Nationalism a key theme to script success at box office3 min read . Updated: 08 Oct 2019, 10:46 PM IST
- In past 5 years, 37 Bollywood films were made with nationalism as the core theme, of which 24 made profit
- Films have tremendous impact on society. The idea that the nation is important plays out perfectly through films such as Bajrangi Bhaijaan
NEW DELHI : War, the action drama offering from Yash Raj Films, is already on its way to one of the highest box office figures of all time for a Hindi film with ₹158 crore in its opening weekend alone.
However, high as the movie may be on guns, gloss and glamour, at its heart it remains a story of nationalistic pride and duty with two secret agents as protagonists. This, film experts will tell you, is slowly emerging as Bollywood’s favourite formula.

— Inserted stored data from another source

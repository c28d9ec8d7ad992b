//! Scripted kidney-cancer assistant.
//!
//! This module holds the pieces of the chat widget that carry no session
//! state: the message record and the canned [`responder`] that picks a
//! reply for a user question.
//!
//! # Example
//!
//! ```rust
//! use kidneyscan_web::chat::{ResponseCategory, classify, select_response};
//!
//! assert_eq!(classify("What are the symptoms?"), Some(ResponseCategory::Symptoms));
//! assert!(!select_response("anything at all").is_empty());
//! ```

mod message;
pub mod responder;

/// Longest question accepted from a visitor, in characters.
pub const MAX_MESSAGE_CHARS: usize = 2000;

pub use message::{ChatMessage, MessageRole};
pub use responder::{FALLBACK_RESPONSE, GREETING, ResponseCategory, classify, select_response};
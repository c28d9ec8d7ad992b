//! KidneyScan web front-end.
//!
//! A server-rendered site with two interactive pieces: a responsive
//! navigation bar and a scripted assistant that answers kidney-cancer
//! questions from a fixed set of canned responses.
//!
//! # Architecture
//!
//! - **Server**: Axum router serving pages, HTMX fragments and a JSON API
//! - **Chat**: keyword-routed reply selection and per-visitor sessions
//! - **UI**: `format!`-rendered HTML driven by HTMX
//!
//! # Modules
//!
//! - [`chat`]: message records and the canned responder
//! - [`session`]: chat sessions and the in-memory session store
//! - [`nav`]: navigation items, active-entry detection and menu state
//! - [`ui`]: HTML rendering
//! - [`server`]: routes and handlers
//! - [`config`]: layered configuration

// Allow pedantic clippy warnings that don't add value for this codebase
#![allow(clippy::missing_fields_in_debug)]
#![allow(clippy::cargo_common_metadata)]
#![allow(clippy::multiple_crate_versions)]
#![allow(clippy::unused_async)]

pub mod chat;
pub mod config;
pub mod error;
pub mod nav;
pub mod server;
pub mod session;
pub mod telemetry;
pub mod ui;

use std::sync::Arc;

use crate::config::AppConfig;
use session::SessionStore;

/// Application state shared across all handlers.
#[derive(Debug, Clone)]
pub struct AppState {
    /// Session store for conversation management.
    pub sessions: SessionStore,
    /// Global Configuration
    pub config: Arc<AppConfig>,
}

impl AppState {
    /// Fresh state with an empty session store configured from `config`.
    #[must_use]
    pub fn new(config: Arc<AppConfig>) -> Self {
        Self {
            sessions: SessionStore::new(config.chat.reply_delay()),
            config,
        }
    }
}
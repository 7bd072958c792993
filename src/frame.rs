use crate::constants::SHADER_READY_CLASS;
use crate::core::auto_quality::fps_report;
use crate::core::{FrameInput, QualityTier, SceneState};
use crate::dom;
use crate::overlay;
use crate::render;
use std::cell::{Cell, RefCell};
use std::rc::Rc;
use wasm_bindgen::closure::Closure;
use web_sys as web;

pub struct FrameContext<'a> {
    pub document: web::Document,
    pub canvas: web::HtmlCanvasElement,
    pub scene: Rc<RefCell<SceneState>>,
    pub prefers_dark: Rc<Cell<bool>>,
    pub gpu: Option<render::GpuState<'a>>,
    pub show_fps: bool,
    pub shader_ready: bool,
}

impl<'a> FrameContext<'a> {
    pub fn frame(&mut self) {
        let Some(gpu) = self.gpu.as_mut() else {
            return;
        };
        let dpr = web::window().map(|w| w.device_pixel_ratio()).unwrap_or(1.0);
        let input = FrameInput {
            now_ms: instant::now(),
            device_pixel_ratio: dpr,
            prefers_dark: self.prefers_dark.get(),
        };
        let (params, decay) = {
            let mut scene = self.scene.borrow_mut();
            let params = scene.advance(&input);
            (params, *scene.decay())
        };

        if params.quality_changed {
            dom::sync_canvas_backing_size(&self.canvas, params.quality);
            gpu.set_quality(params.quality);
        }
        gpu.resize_if_needed(self.canvas.width(), self.canvas.height());

        if let Some(fps) = params.fps {
            if self.show_fps {
                let (w, h) = gpu.size();
                overlay::update_fps(&self.document, &fps_report(fps, w, h, params.quality));
            }
        }

        // A program that failed validation would only produce errors
        if gpu.is_failed() {
            return;
        }
        match gpu.render(&params, &decay) {
            Ok(()) => {
                if !self.shader_ready {
                    self.shader_ready = true;
                    _ = self.canvas.class_list().add_1(SHADER_READY_CLASS);
                }
            }
            Err(wgpu::SurfaceError::Lost | wgpu::SurfaceError::Outdated) => gpu.reconfigure(),
            Err(e) => log::error!("render error: {:?}", e),
        }
    }
}

pub async fn init_gpu(
    canvas: &web::HtmlCanvasElement,
    tier: QualityTier,
) -> Option<render::GpuState<'static>> {
    // leak a canvas clone to satisfy 'static lifetime for surface
    let leaked_canvas = Box::leak(Box::new(canvas.clone()));
    match render::GpuState::new(leaked_canvas, tier).await {
        Ok(g) => Some(g),
        Err(e) => {
            log::error!("WebGPU init error: {:?}", e);
            None
        }
    }
}

pub fn start_loop(frame_ctx: Rc<RefCell<FrameContext<'static>>>) {
    let tick: dom::FrameTick = Rc::new(RefCell::new(None));
    let tick_clone = tick.clone();
    let frame_ctx_tick = frame_ctx.clone();
    *tick.borrow_mut() = Some(Closure::wrap(Box::new(move || {
        frame_ctx_tick.borrow_mut().frame();
        dom::request_frame(&tick_clone);
    }) as Box<dyn FnMut()>));
    dom::request_frame(&tick);
}
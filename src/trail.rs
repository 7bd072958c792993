use crate::constants::{
    REDUCED_MOTION_QUERY, RIPPLE_CONTAINER_SELECTOR, TRAIL_RIPPLE_CLASS, TRAIL_RIPPLE_SELECTOR,
};
use crate::core::constants::{TRAIL_LIFETIME_MS, TRAIL_RIPPLE_SIZE_PX};
use crate::core::trail::RippleTrail;
use crate::dom;
use std::cell::RefCell;
use std::rc::Rc;
use wasm_bindgen::JsCast;
use web_sys as web;

fn spawn_ripple(
    document: &web::Document,
    container: &web::Element,
    trail: &RippleTrail,
    x: i32,
    y: i32,
) {
    if let Ok(live) = container.query_selector_all(TRAIL_RIPPLE_SELECTOR) {
        let evict = trail.evictions(live.length() as usize) as u32;
        for i in 0..evict {
            if let Some(old) = live.item(i).and_then(|n| n.dyn_into::<web::Element>().ok()) {
                old.remove();
            }
        }
    }
    let Some(ripple) = document
        .create_element("div")
        .ok()
        .and_then(|e| e.dyn_into::<web::HtmlElement>().ok())
    else {
        return;
    };
    ripple.set_class_name(TRAIL_RIPPLE_CLASS);
    let style = ripple.style();
    let size = format!("{}px", TRAIL_RIPPLE_SIZE_PX);
    _ = style.set_property("left", &format!("{}px", x));
    _ = style.set_property("top", &format!("{}px", y));
    _ = style.set_property("width", &size);
    _ = style.set_property("height", &size);
    _ = style.set_property("pointer-events", "none");
    if container.append_child(&ripple).is_err() {
        return;
    }
    dom::set_timeout(TRAIL_LIFETIME_MS, move || ripple.remove());
}

/// Leaves a fading ring behind the mouse on pages that carry a ripple
/// container. Off entirely under reduced motion.
pub fn wire_cursor_trail(document: &web::Document) {
    let Some(window) = web::window() else {
        return;
    };
    if dom::media_matches(&window, REDUCED_MOTION_QUERY) {
        log::info!("[trail] reduced motion; cursor trail off");
        return;
    }
    let trail = Rc::new(RefCell::new(RippleTrail::default()));
    let doc = document.clone();
    dom::add_listener(document, "mousemove", move |ev: web::MouseEvent| {
        // looked up per event: router swaps add and remove the container
        let Some(container) = dom::query(&doc, RIPPLE_CONTAINER_SELECTOR) else {
            return;
        };
        if !trail.borrow_mut().admit(instant::now()) {
            return;
        }
        spawn_ripple(&doc, &container, &trail.borrow(), ev.page_x(), ev.page_y());
    });
}
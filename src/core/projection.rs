//! Pointer-to-scene projections.
//!
//! These mirror `get_ray`, `sky_uv` and `dir_to_screen_uv` in
//! `shaders/ocean.wgsl`; keep the two in lockstep. Screen positions are
//! normalised to [0, 1] with y pointing up (GL convention).

use super::constants::{
    CAMERA_BASE_TILT, CAMERA_DRIFT_PER_SEC, CAMERA_FOCAL, CAMERA_HEIGHT, CAMERA_Z,
    JACOBIAN_DET_EPSILON, SPLATS_PER_SAMPLE,
};
use glam::{Vec2, Vec3};
use rand::Rng;
use std::f32::consts::TAU;

/// Animated camera offsets layered on the fixed rig.
#[derive(Clone, Copy, Debug, Default, PartialEq)]
pub struct CameraPose {
    pub y_offset: f32,
    pub z_offset: f32,
    pub tilt_offset: f32,
}

impl CameraPose {
    pub fn from_vec3(v: Vec3) -> Self {
        Self {
            y_offset: v.x,
            z_offset: v.y,
            tilt_offset: v.z,
        }
    }

    pub fn to_vec3(self) -> Vec3 {
        Vec3::new(self.y_offset, self.z_offset, self.tilt_offset)
    }

    pub fn tilt(self) -> f32 {
        CAMERA_BASE_TILT + self.tilt_offset
    }

    /// Camera origin at scene time `time_sec`.
    pub fn origin(self, time_sec: f32) -> Vec3 {
        Vec3::new(
            time_sec * CAMERA_DRIFT_PER_SEC,
            CAMERA_HEIGHT + self.y_offset,
            CAMERA_Z + self.z_offset,
        )
    }
}

/// Screen-space derivatives of sky UV, per device pixel.
#[derive(Clone, Copy, Debug, PartialEq)]
pub struct Jacobian {
    pub du_dx: f32,
    pub dv_dx: f32,
    pub du_dy: f32,
    pub dv_dy: f32,
}

impl Default for Jacobian {
    fn default() -> Self {
        Self {
            du_dx: 0.001,
            dv_dx: 0.0,
            du_dy: 0.0,
            dv_dy: 0.001,
        }
    }
}

impl Jacobian {
    pub fn det(&self) -> f32 {
        self.du_dx * self.dv_dy - self.du_dy * self.dv_dx
    }

    /// Screen offset (pixels) to UV offset.
    pub fn apply(&self, screen: Vec2) -> Vec2 {
        Vec2::new(
            self.du_dx * screen.x + self.du_dy * screen.y,
            self.dv_dx * screen.x + self.dv_dy * screen.y,
        )
    }

    /// UV offset back to a screen offset. Near-singular Jacobians return the
    /// offset unchanged.
    pub fn inverse_apply(&self, uv: Vec2) -> Vec2 {
        let det = self.det();
        if det.abs() <= JACOBIAN_DET_EPSILON {
            return uv;
        }
        Vec2::new(
            (self.dv_dy * uv.x - self.du_dy * uv.y) / det,
            (-self.dv_dx * uv.x + self.du_dx * uv.y) / det,
        )
    }

    pub fn to_array(self) -> [f32; 4] {
        [self.du_dx, self.dv_dx, self.du_dy, self.dv_dy]
    }
}

/// Sky UV at a pointer sample together with its Jacobian.
#[derive(Clone, Copy, Debug, PartialEq)]
pub struct SkySample {
    pub uv: Vec2,
    pub jacobian: Jacobian,
}

/// A queued light-paint splat.
#[derive(Clone, Copy, Debug, PartialEq)]
pub struct LightSplat {
    pub uv: Vec2,
    pub jacobian: Jacobian,
    /// Desired radius in canvas pixels.
    pub screen_radius: f32,
}

/// Sky-UV rectangle the logo is reflected into.
#[derive(Clone, Copy, Debug, PartialEq)]
pub struct SkyRect {
    pub center: Vec2,
    pub size: Vec2,
}

#[inline]
fn rotate_tilt(d: Vec3, angle: f32) -> Vec3 {
    let (s, c) = angle.sin_cos();
    Vec3::new(d.x, d.y * c + d.z * s, -d.y * s + d.z * c)
}

/// World-space view direction through a screen position.
pub fn camera_ray(screen: Vec2, aspect: f32, tilt_offset: f32) -> Vec3 {
    let uv = (screen * 2.0 - Vec2::ONE) * Vec2::new(aspect, 1.0);
    let proj = Vec3::new(uv.x, uv.y, CAMERA_FOCAL).normalize();
    rotate_tilt(proj, CAMERA_BASE_TILT + tilt_offset)
}

/// Screen position a world direction projects to, or `None` behind the camera.
pub fn direction_to_screen(dir: Vec3, aspect: f32, tilt_offset: f32) -> Option<Vec2> {
    let local = rotate_tilt(dir, -(CAMERA_BASE_TILT + tilt_offset));
    if local.z <= 0.0 {
        return None;
    }
    let uv = Vec2::new(local.x, local.y) / local.z * CAMERA_FOCAL;
    let ndc = uv / Vec2::new(aspect, 1.0);
    Some(ndc * 0.5 + Vec2::splat(0.5))
}

/// Intersection of the view ray with the y = 0 water plane, as world (x, z).
pub fn screen_to_water_hit(
    screen: Vec2,
    aspect: f32,
    time_sec: f32,
    pose: CameraPose,
) -> Option<Vec2> {
    let ray = camera_ray(screen, aspect, pose.tilt_offset);
    if ray.y >= 0.0 {
        return None;
    }
    let origin = pose.origin(time_sec);
    let t = -origin.y / ray.y;
    if !t.is_finite() || t <= 0.0 {
        return None;
    }
    Some(Vec2::new(origin.x + ray.x * t, origin.z + ray.z * t))
}

/// Screen position of a point on the water plane.
pub fn water_hit_to_screen(
    hit: Vec2,
    aspect: f32,
    time_sec: f32,
    pose: CameraPose,
) -> Option<Vec2> {
    let origin = pose.origin(time_sec);
    let dir = (Vec3::new(hit.x, 0.0, hit.y) - origin).normalize_or_zero();
    if dir == Vec3::ZERO {
        return None;
    }
    direction_to_screen(dir, aspect, pose.tilt_offset)
}

/// Longitude/latitude parametrisation of a direction.
pub fn direction_to_sky_uv(dir: Vec3) -> Vec2 {
    let u = (dir.z.atan2(dir.x) / TAU + 0.5).rem_euclid(1.0);
    let v = (dir.y * 0.5 + 0.5).clamp(0.0, 1.0);
    Vec2::new(u, v)
}

/// Inverse of [`direction_to_sky_uv`].
pub fn sky_uv_to_direction(uv: Vec2) -> Vec3 {
    let angle = (uv.x - 0.5) * TAU;
    let y = (uv.y * 2.0 - 1.0).clamp(-1.0, 1.0);
    let r = (1.0 - y * y).max(0.0).sqrt();
    Vec3::new(r * angle.cos(), y, r * angle.sin())
}

/// Sky UV under a screen position; `None` when the ray points below the horizon.
pub fn screen_to_sky_uv(screen: Vec2, aspect: f32, tilt_offset: f32) -> Option<Vec2> {
    let ray = camera_ray(screen, aspect, tilt_offset);
    if ray.y < 0.0 {
        return None;
    }
    Some(direction_to_sky_uv(ray))
}

/// Signed difference of two `u` values across the wrap seam, in [-0.5, 0.5].
#[inline]
pub fn wrap_uv_delta(a: f32, b: f32) -> f32 {
    let mut d = a - b;
    if d > 0.5 {
        d -= 1.0;
    }
    if d < -0.5 {
        d += 1.0;
    }
    d
}

/// Converts a pointer client position into canvas device pixels, y up.
pub fn client_to_canvas_px(
    client: Vec2,
    rect_origin: Vec2,
    rect_size: Vec2,
    canvas_size: Vec2,
) -> Option<Vec2> {
    if rect_size.x <= 0.0 || rect_size.y <= 0.0 {
        return None;
    }
    let scale = canvas_size / rect_size;
    let x = (client.x - rect_origin.x) * scale.x;
    let y = (rect_size.y - (client.y - rect_origin.y)) * scale.y;
    Some(Vec2::new(x, y))
}

/// Finite difference along one screen axis; one-sided when a neighbour misses.
fn axis_derivative(
    center: Vec2,
    plus: Option<Vec2>,
    minus: Option<Vec2>,
    eps: f32,
) -> Option<(f32, f32)> {
    match (plus, minus) {
        (Some(p), Some(m)) => Some((wrap_uv_delta(p.x, m.x) / (2.0 * eps), (p.y - m.y) / (2.0 * eps))),
        (Some(p), None) => Some((wrap_uv_delta(p.x, center.x) / eps, (p.y - center.y) / eps)),
        (None, Some(m)) => Some((wrap_uv_delta(center.x, m.x) / eps, (center.y - m.y) / eps)),
        (None, None) => None,
    }
}

/// Sky UV and its Jacobian at a canvas pixel (y up).
pub fn sky_sample(px: Vec2, canvas_size: Vec2, tilt_offset: f32) -> Option<SkySample> {
    if canvas_size.x <= 0.0 || canvas_size.y <= 0.0 {
        return None;
    }
    let screen = px / canvas_size;
    if !(0.0..=1.0).contains(&screen.x) || !(0.0..=1.0).contains(&screen.y) {
        return None;
    }
    let aspect = canvas_size.x / canvas_size.y;
    let uv = screen_to_sky_uv(screen, aspect, tilt_offset)?;

    let eps = 1.0;
    let at = |p: Vec2| screen_to_sky_uv(p / canvas_size, aspect, tilt_offset);
    let right = at(px + Vec2::new(eps, 0.0));
    let left = at(px - Vec2::new(eps, 0.0));
    let up = at(px + Vec2::new(0.0, eps));
    let down = at(px - Vec2::new(0.0, eps));

    let mut jacobian = Jacobian::default();
    if let Some((du, dv)) = axis_derivative(uv, right, left, eps) {
        jacobian.du_dx = du;
        jacobian.dv_dx = dv;
    }
    if let Some((du, dv)) = axis_derivative(uv, up, down, eps) {
        jacobian.du_dy = du;
        jacobian.dv_dy = dv;
    }
    Some(SkySample { uv, jacobian })
}

/// A burst of jittered splats around one pointer sample.
///
/// `canvas_scale` is canvas pixels per CSS pixel times two, so the burst
/// keeps the same on-screen size across quality tiers.
pub fn splat_burst<R: Rng + ?Sized>(
    sample: &SkySample,
    canvas_scale: f32,
    rng: &mut R,
) -> [LightSplat; SPLATS_PER_SAMPLE] {
    std::array::from_fn(|_| {
        let angle = rng.gen::<f32>() * TAU;
        let radius = (rng.gen::<f32>() * 10.0 + 6.0) * canvas_scale;
        let offset = Vec2::new(angle.cos(), angle.sin()) * radius;
        let jitter = sample.jacobian.apply(offset);
        let screen_radius = (rng.gen::<f32>() * 6.0 + 4.0) * canvas_scale;
        LightSplat {
            uv: Vec2::new(
                (sample.uv.x + jitter.x + 1.0).rem_euclid(1.0),
                (sample.uv.y + jitter.y).clamp(0.0, 1.0),
            ),
            jacobian: sample.jacobian,
            screen_radius,
        }
    })
}

/// Projects the logo's screen rectangle (centre and half extents, y up) into
/// sky UV. Axes whose endpoints miss the sky keep `fallback_size`.
pub fn logo_sky_rect(
    center: Vec2,
    half: Vec2,
    aspect: f32,
    tilt_offset: f32,
    fallback_size: Vec2,
) -> Option<SkyRect> {
    let uv = |p: Vec2| screen_to_sky_uv(p, aspect, tilt_offset);
    let center_uv = uv(center)?;
    let left = uv(center - Vec2::new(half.x, 0.0));
    let right = uv(center + Vec2::new(half.x, 0.0));
    let up = uv(center + Vec2::new(0.0, half.y));
    let down = uv(center - Vec2::new(0.0, half.y));

    let mut size = fallback_size;
    if let (Some(l), Some(r)) = (left, right) {
        size.x = wrap_uv_delta(r.x, l.x).abs();
    }
    if let (Some(u), Some(d)) = (up, down) {
        size.y = (u.y - d.y).abs();
    }
    Some(SkyRect {
        center: center_uv,
        size,
    })
}
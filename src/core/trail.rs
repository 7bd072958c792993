//! Throttle for the DOM ripple trail that follows the mouse.

use super::constants::{TRAIL_INTERVAL_MS, TRAIL_MAX_LIVE};

#[derive(Clone, Copy, Debug)]
pub struct RippleTrail {
    pub interval_ms: f64,
    pub max_live: usize,
    last_ms: Option<f64>,
}

impl Default for RippleTrail {
    fn default() -> Self {
        Self::new(TRAIL_INTERVAL_MS, TRAIL_MAX_LIVE)
    }
}

impl RippleTrail {
    pub fn new(interval_ms: f64, max_live: usize) -> Self {
        Self {
            interval_ms,
            max_live,
            last_ms: None,
        }
    }

    /// True when a ripple may be spawned at `now_ms`; records the spawn.
    pub fn admit(&mut self, now_ms: f64) -> bool {
        if self
            .last_ms
            .is_some_and(|last| now_ms - last < self.interval_ms)
        {
            return false;
        }
        self.last_ms = Some(now_ms);
        true
    }

    /// How many of the oldest ripples to remove before adding one to `live`.
    pub fn evictions(&self, live: usize) -> usize {
        (live + 1).saturating_sub(self.max_live.max(1))
    }
}
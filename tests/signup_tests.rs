// Host-side tests for the newsletter widget's validation and state machine.

#![allow(dead_code)]
#[path = "../src/core/mod.rs"]
mod ocean_core;

use ocean_core::signup::*;

#[test]
fn email_rule_matches_widget() {
    for ok in ["a@b.co", "first.last@mail.example.org", "x@y.z.io"] {
        assert!(is_valid_email(ok), "{ok} should be valid");
    }
    for bad in ["", "@b.co", "a@.co", "a@b.c", "a@bco", "plain", "a@b."] {
        assert!(!is_valid_email(bad), "{bad} should be invalid");
    }
}

#[test]
fn typing_moves_between_input_states() {
    let s = SignupState::from_input("");
    assert_eq!(s, SignupState::Empty);
    let s = s.on_input("me@");
    assert_eq!(s, SignupState::Invalid);
    assert!(!s.submit_visible());
    let s = s.on_input("me@sea.io");
    assert_eq!(s, SignupState::Valid);
    assert!(s.submit_visible());
    assert_eq!(s.message(), None);
}

#[test]
fn only_valid_input_submits() {
    assert_eq!(SignupState::Invalid.on_submit(), None);
    assert_eq!(SignupState::Empty.on_submit(), None);
    assert_eq!(SignupState::Valid.on_submit(), Some(SignupState::Submitting));
    assert_eq!(SignupState::Submitting.message(), Some(MSG_SUBMITTING));
}

#[test]
fn success_is_final() {
    let s = SignupState::Submitting.on_response(true);
    assert_eq!(s, SignupState::Succeeded);
    assert_eq!(s.message(), Some(MSG_SUCCESS));
    assert_eq!(s.on_input(""), SignupState::Succeeded);
    assert_eq!(s.on_failure_timeout("a@b.co"), SignupState::Succeeded);
}

#[test]
fn failure_reopens_the_form() {
    let s = SignupState::Submitting.on_response(false);
    assert_eq!(s, SignupState::Failed);
    assert_eq!(s.message(), Some(MSG_FAILURE));
    assert_eq!(s.on_failure_timeout("a@b.co"), SignupState::Valid);
    assert_eq!(s.on_failure_timeout(""), SignupState::Empty);
    assert_eq!(FAILURE_RESET_MS, 2000);
}

#[test]
fn input_is_ignored_while_submitting() {
    assert_eq!(SignupState::Submitting.on_input(""), SignupState::Submitting);
    assert_eq!(SignupState::Valid.on_response(true), SignupState::Valid);
}

#[test]
fn request_body_is_json_with_escaping() {
    assert_eq!(request_body("a@b.co"), r#"{"email":"a@b.co"}"#);
    assert_eq!(request_body(r#"a"b\c@d.ef"#), r#"{"email":"a\"b\\c@d.ef"}"#);
}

In the past five years, Bollywood has produced 37 films with patriotism and nationalism as the core theme. Of these, 24 have made positive returns on investment—ranging from the ₹200 crore profit earned by this year’s war epic Uri: The Surgical Strike, to the ₹190 crore notched up by Salman Khan’s Bajrangi Bhaijaan in 2015, to the ₹3 crore and the ₹4 crore profit earned by spy thriller Naam Shabana and multilingual war film The Ghazi Attack, respectively. Unsurprisingly, Akshay Kumar tops the list of actors featuring in these films, with seven lead roles and one special appearance in these five years. John Abraham and Salman Khan follow, with four films each. “Films around nationalism were made earlier too but they were mostly anti-British tales, whereas contemporary stories focus more on a chest-thumping sense of pride and superiority seeping into the country about our identity," said Jagan Shakti, director of Mission Mangal, that had made ₹192.73 crore at last count.
Raja Krishna Menon, director of Akshay Kumar-starrer Airlift, agreed films follow social trends and there has definitely been an attempt lately to tell stories of valour and greatness originating in the country that make us feel good about ourselves. Further, filmmakers and actors have been drawn to highlighting some of these success stories. “We are beginning to own and celebrate our national identity," Menon said. Older films had a one-point agenda, that of standing up against the neighbouring country Pakistan, said Shakti.
However, the narratives have now shifted to achievers within the country itself who put us on the global map. Mission Mangal, for example, is the story of the Indian Space Research Organization scientists who led the 2013 Mars mission.
“Of course, older governments have also opened vistas to these things but I don’t think we’ve had as popular a Prime Minister (as Narendra Modi) in the past two or three decades who made sure you couldn’t discount India in any way," Shakti said.
Other experts also point to the link between contemporary patriotic films and the Modi reign. “These films are definitely linked to social and political trends where there is a strong and aggressive opinion, especially among a certain class of people when it comes to nationalism. The Modi government has used the emotive sensibility of cinema to reach out to masses," said political analyst Manisha Priyam.
Films have tremendous impact on society. The idea that the nation is important plays out perfectly through films such as Bajrangi Bhaijaan.
The plot, which revolves around a golden-hearted Indian taking a mute Pakistani child home, mirrors what the government was doing in real-life incidents such as that of Geeta, the deaf and mute Indian girl who was brought back to India by then external affairs minister Sushma Swaraj, Priyam said.
Trade analyst Taran Adarsh emphasized that several of these films have fed off each other’s success. “It’s a combination of capitalizing on public sentiment and what’s working at the box office. So it’s a win-win for producers who want to make these films and are getting the support of audiences," Adarsh said. However, given the volume of such stories, it is possible for Bollywood to be nearing a saturation point with the patriotic genre soon.